Muons provide a new method for measuring excess carrier lifetime in bulk silicon
19 Mar 2018



Silicon wafers are one of the workhorses of the electronic age, widely used in integrated circuits and many photosensitive devices.




​Key to their success is understanding the behaviour of electrons and holes, and controlling their dynamics. How long these electron-hole pairs live impacts their performance in solar cells, and their lifetime is also used as an indicator of cleanliness in chip manufacturing. These “bulk" lifetimes represent purity and intrinsic quality of the wafer. However traditional measures of carrier lifetime, such as photoconductance decay, are strongly influenced by the surface condition – without proper cleaning, wafer surfaces are normally full of impurities. The surface recombination is extremely fast and therefore limits the measurement accuracies. A group of scientists have been using the muon facility at ISIS to test a new technique for measuring excess carrier lifetime that allows them to overcome this difficulty and directly probe the bulk carrier lifetime.

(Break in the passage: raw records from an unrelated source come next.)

impl Frame {
    /// Validate and build a frame skeleton (no paths yet).
    ///
    /// Rules: period > 0; deadline ≤ period with 0 meaning "= period";
    /// size > 0; starting < deadline; end-to-end < deadline with 0 meaning
    /// unconstrained.
    pub fn new(params: FrameParams) -> Result<Self, FrameError> {
        if params.period == 0 {
            return Err(FrameError::NonPositivePeriod);
        }
        if params.deadline > params.period {
            return Err(FrameError::DeadlineAfterPeriod {
                deadline: params.deadline,
                period: params.period,
            });
        }
        let deadline = if params.deadline == 0 {
            params.period
        } else {
            params.deadline
        };
        if params.size == 0 {
            return Err(FrameError::NonPositiveSize);
        }
        if params.starting >= deadline {
            return Err(FrameError::StartingAfterDeadline {
                starting: params.starting,
                deadline,
            });
        }
        if params.end_to_end >= deadline {
            return Err(FrameError::EndToEndAfterDeadline {
                end_to_end: params.end_to_end,
                deadline,
            });
        }

        Ok(Self {
            size: params.size,
            period: params.period,
            deadline,
            starting: params.starting,
            end_to_end: params.end_to_end,
            sender: params.sender,
            receivers: params.receivers,
            paths: Vec::new(),
            offsets: Vec::new(),
            by_link: Vec::new(),
        })
    }

    /// Record the link path towards one declared receiver.
    pub fn set_path(&mut self, receiver: NodeId, links: Vec<LinkId>) -> Result<(), FrameError> {
        if links.is_empty() {
            return Err(FrameError::EmptyPath);
        }
        if !self.receivers.contains(&receiver) {
            return Err(FrameError::UnknownReceiver(receiver));
        }
        self.paths.push(Path {
            links,
            offsets: Vec::new(),
        });
        Ok(())
    }

    /// Build the offset graph for this frame.
    ///
    /// For every path, every link gets exactly one offset in the arena; a
    /// link shared by several paths is materialized once and referenced from
    /// each.  Must run after [`crate::timing::resolve`], so periods and the
    /// hyperperiod are already in timeslot units.
    pub fn init_offsets(
        &mut self,
        topology: &Topology,
        timeslot_ns: u64,
        hyperperiod: u64,
    ) -> Result<(), FrameError> {
        if !self.offsets.is_empty() {
            return Err(FrameError::OffsetsInitialized);
        }
        let table_len = topology.max_link_id().map(|m| m + 1).unwrap_or(0);
        self.by_link = vec![None; table_len];

        let num_instances = (hyperperiod / self.period) as usize;
        for path in &mut self.paths {
            path.offsets.clear();
            for &link_id in &path.links {
                let link = topology
                    .link(link_id)
                    .ok_or(FrameError::UnknownLink(link_id))?;
                let ix = match self.by_link[link_id] {
                    Some(ix) => ix,
                    None => {
                        let mut off = Offset::new(link_id, num_instances, 1);
                        off.set_time(transmission_duration_ns(self.size, link.speed) / timeslot_ns);
                        self.offsets.push(off);
                        let ix = self.offsets.len() - 1;
                        self.by_link[link_id] = Some(ix);
                        ix
                    }
                };
                path.offsets.push(ix);
            }
        }
        Ok(())
    }

    /// Build the synthetic reservation frame of an active Self-Healing
    /// Protocol: one offset per link id in `[0, max_link_id]`, transmission
    /// times pre-filled at `instance · period`.
    ///
    /// All inputs are in timeslot units.
    pub fn reservation(shp: &ShpConfig, max_link_id: LinkId, hyperperiod: u64) -> Self {
        let num_instances = shp.instances(hyperperiod);
        let mut offsets = Vec::with_capacity(max_link_id + 1);
        let mut by_link = vec![None; max_link_id + 1];
        for link_id in 0..=max_link_id {
            let mut off = Offset::new(link_id, num_instances, 1);
            off.set_time(shp.time);
            for inst in 0..num_instances {
                off.set_transmission(inst, 0, inst as u64 * shp.period);
            }
            by_link[link_id] = Some(offsets.len());
            offsets.push(off);
        }
        Self {
            size: 0,
            period: shp.period,
            deadline: shp.period,
            starting: 0,
            end_to_end: 0,
            sender: 0,
            receivers: Vec::new(),
            paths: Vec::new(),
            offsets,
            by_link,
        }
    }

    /// Build a degenerate single-link frame for the patch and optimize
    /// engines: one offset whose instances carry `[min, max]` transmission
    /// ranges.  All inputs are in timeslot units.
    pub fn single_link(
        link_id: LinkId,
        time_slots: u64,
        ranges: &[(u64, u64)],
        hyperperiod: u64,
    ) -> Self {
        let mut off = Offset::new(link_id, ranges.len(), 1);
        off.set_time(time_slots);
        for (inst, &(min, max)) in ranges.iter().enumerate() {
            off.set_range(inst, min, max);
        }
        let period = hyperperiod.max(1);
        let mut by_link = vec![None; link_id + 1];
        by_link[link_id] = Some(0);
        Self {
            size: 0,
            period,
            deadline: period,
            starting: 0,
            end_to_end: 0,
            sender: 0,
            receivers: Vec::new(),
            paths: vec![Path {
                links: vec![link_id],
                offsets: vec![0],
            }],
            offsets: vec![off],
            by_link,
        }
    }

    /// Build a single-link frame whose transmission times are already known
    /// (the fixed traffic of a patch or optimize document).
    pub fn fixed_single_link(
        link_id: LinkId,
        time_slots: u64,
        transmissions: &[u64],
        hyperperiod: u64,
    ) -> Self {
        let ranges: Vec<(u64, u64)> = transmissions.iter().map(|&t| (t, t)).collect();
        let mut frame = Self::single_link(link_id, time_slots, &ranges, hyperperiod);
        for (inst, &t) in transmissions.iter().enumerate() {
            frame.offsets[0].set_transmission(inst, 0, t);
        }
        frame
    }

    // ── Accessors ─────────────────────────────────────────────────────────────

    pub fn size(&self) -> u64 {
        self.size
    }

    pub fn period(&self) -> u64 {
        self.period
    }

    pub fn deadline(&self) -> u64 {
        self.deadline
    }

    pub fn starting(&self) -> u64 {
        self.starting
    }

    pub fn end_to_end(&self) -> u64 {
        self.end_to_end
    }

    pub fn sender(&self) -> NodeId {
        self.sender
    }

    pub fn receivers(&self) -> &[NodeId] {
        &self.receivers
    }

    pub fn paths(&self) -> &[Path] {
        &self.paths
    }

    pub fn num_offsets(&self) -> usize {
        self.offsets.len()
    }

    pub fn offsets(&self) -> &[Offset] {
        &self.offsets
    }

    pub fn offset(&self, ix: usize) -> &Offset {
        &self.offsets[ix]
    }

    pub(crate) fn offset_mut(&mut self, ix: usize) -> &mut Offset {
        &mut self.offsets[ix]
    }

    /// O(1) lookup: the offset of this frame on `link`, if the frame uses it.
    pub fn offset_by_link(&self, link: LinkId) -> Option<&Offset> {
        self.by_link
            .get(link)
            .copied()
            .flatten()
            .map(|ix| &self.offsets[ix])
    }

    pub(crate) fn offset_by_link_mut(&mut self, link: LinkId) -> Option<&mut Offset> {
        match self.by_link.get(link).copied().flatten() {
            Some(ix) => Some(&mut self.offsets[ix]),
            None => None,
        }
    }

    /// Overlay a transmission time parsed from an emitted schedule document
    /// (replica 0).  Returns `false` when the frame has no offset on `link`
    /// or the instance is out of range.
    pub fn set_parsed_transmission(&mut self, link: LinkId, instance: usize, t: u64) -> bool {
        match self.offset_by_link_mut(link) {
            Some(off) if instance < off.num_instances() => {
                off.set_transmission(instance, 0, t);
                true
            }
            _ => false,
        }
    }

    /// Every link id referenced by any path of this frame, with repetitions.
    pub fn path_links(&self) -> impl Iterator<Item = LinkId> + '_ {
        self.paths.iter().flat_map(|p| p.links.iter().copied())
    }

    /// Rescale all time fields from nanoseconds to timeslot units.
    pub(crate) fn renormalize(&mut self, timeslot_ns: u64) {
        self.period /= timeslot_ns;
        self.deadline /= timeslot_ns;
        self.starting /= timeslot_ns;
        self.end_to_end /= timeslot_ns;
    }
}

// ── Traffic ───────────────────────────────────────────────────────────────────

/// Ordered list of frames plus their document identifiers.  The order is the
/// scheduling priority: earlier frames constrain later ones in the
/// incremental and optimize modes.
#[derive(Debug, Clone, Default, PartialEq)]
pub struct Traffic {
    ids: Vec<FrameId>,
    frames: Vec<Frame>,
}

impl Traffic {
    pub fn new() -> Self {
        Self::default()
    }

    pub fn push(&mut self, id: FrameId, frame: Frame) {
        self.ids.push(id);
        self.frames.push(frame);
    }

    pub fn len(&self) -> usize {
        self.frames.len()
    }

    pub fn is_empty(&self) -> bool {
        self.frames.is_empty()
    }

    pub fn id(&self, ix: usize) -> FrameId {
        self.ids[ix]
    }

    pub fn frame(&self, ix: usize) -> &Frame {
        &self.frames[ix]
    }

    pub fn frame_mut(&mut self, ix: usize) -> &mut Frame {
        &mut self.frames[ix]
    }

    pub fn frames(&self) -> &[Frame] {
        &self.frames
    }

    pub fn frames_mut(&mut self) -> &mut [Frame] {
        &mut self.frames
    }

    pub fn index_of(&self, id: FrameId) -> Option<usize> {
        self.ids.iter().position(|&i| i == id)
    }

    pub fn iter(&self) -> impl Iterator<Item = (FrameId, &Frame)> {
        self.ids.iter().copied().zip(self.frames.iter())
    }
}

// ── Tests ─────────────────────────────────────────────────────────────────────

The research at ISIS used photoexcited muon spin spectroscopy, where the standard μSR spectroscopy was performed whilst optically injecting excess carriers with monochromatic laser light. The major advantage of using muons is that they are implanted deep in the bulk material, where the surface recombination can be negligible.​

​(b) Schematic diagram of the experimental geometry and timing diagram of laser and muon pulse. Pulse duration (FWHM) of the laser and muon pulse are 16 and 70ns respectively. (c) μSR time spectra for light OFF (black squares) and ON (red circles, Δn=4.7×1013cm3). 5×106events are averaged for each spectrum. Fit parameters are A(0)=14.44(3)%λ=0.068(2)μs1 for light OFF, and λ=0.94(2)μs1 for light ON. (d) λ as a function of Δn. The fit gives (α,β[μs1],Δn0[cm3])=[0.68(4),1.46(4),8.9×1013]. (e) Carrier decay curve. The fit gives Δn(0)=9.4(4)×1013cm3 and τ=11.1(9)μs. More information can be found in: “Photoexcited Muon Spin Spectroscopy: A New Method for Measuring Excess Carrier Lifetime in Bulk Silicon", Phy​s Rev Lett 119, no. 22 (2017): 226601.​​

When muons are implanted in a semiconductor material they form Muonium (Mu), a hydrogen-like atom made of a positive muon and a negative electron. When the light injects carriers, the Mu finds itself in a sea of electrons and holes, which then interact with Mu and cause muon spin relaxation. The research ​found that this relaxation rate could be a useful yardstick of the excess carrier density – though this seems rather trivial: the more interaction with carriers should lead to the faster relaxation. However this detailed study on relaxation relative to excess carrier density enabled them not only to observe the carrier recombination dynamics but also to investigate the microscopic interaction between Mu and carriers.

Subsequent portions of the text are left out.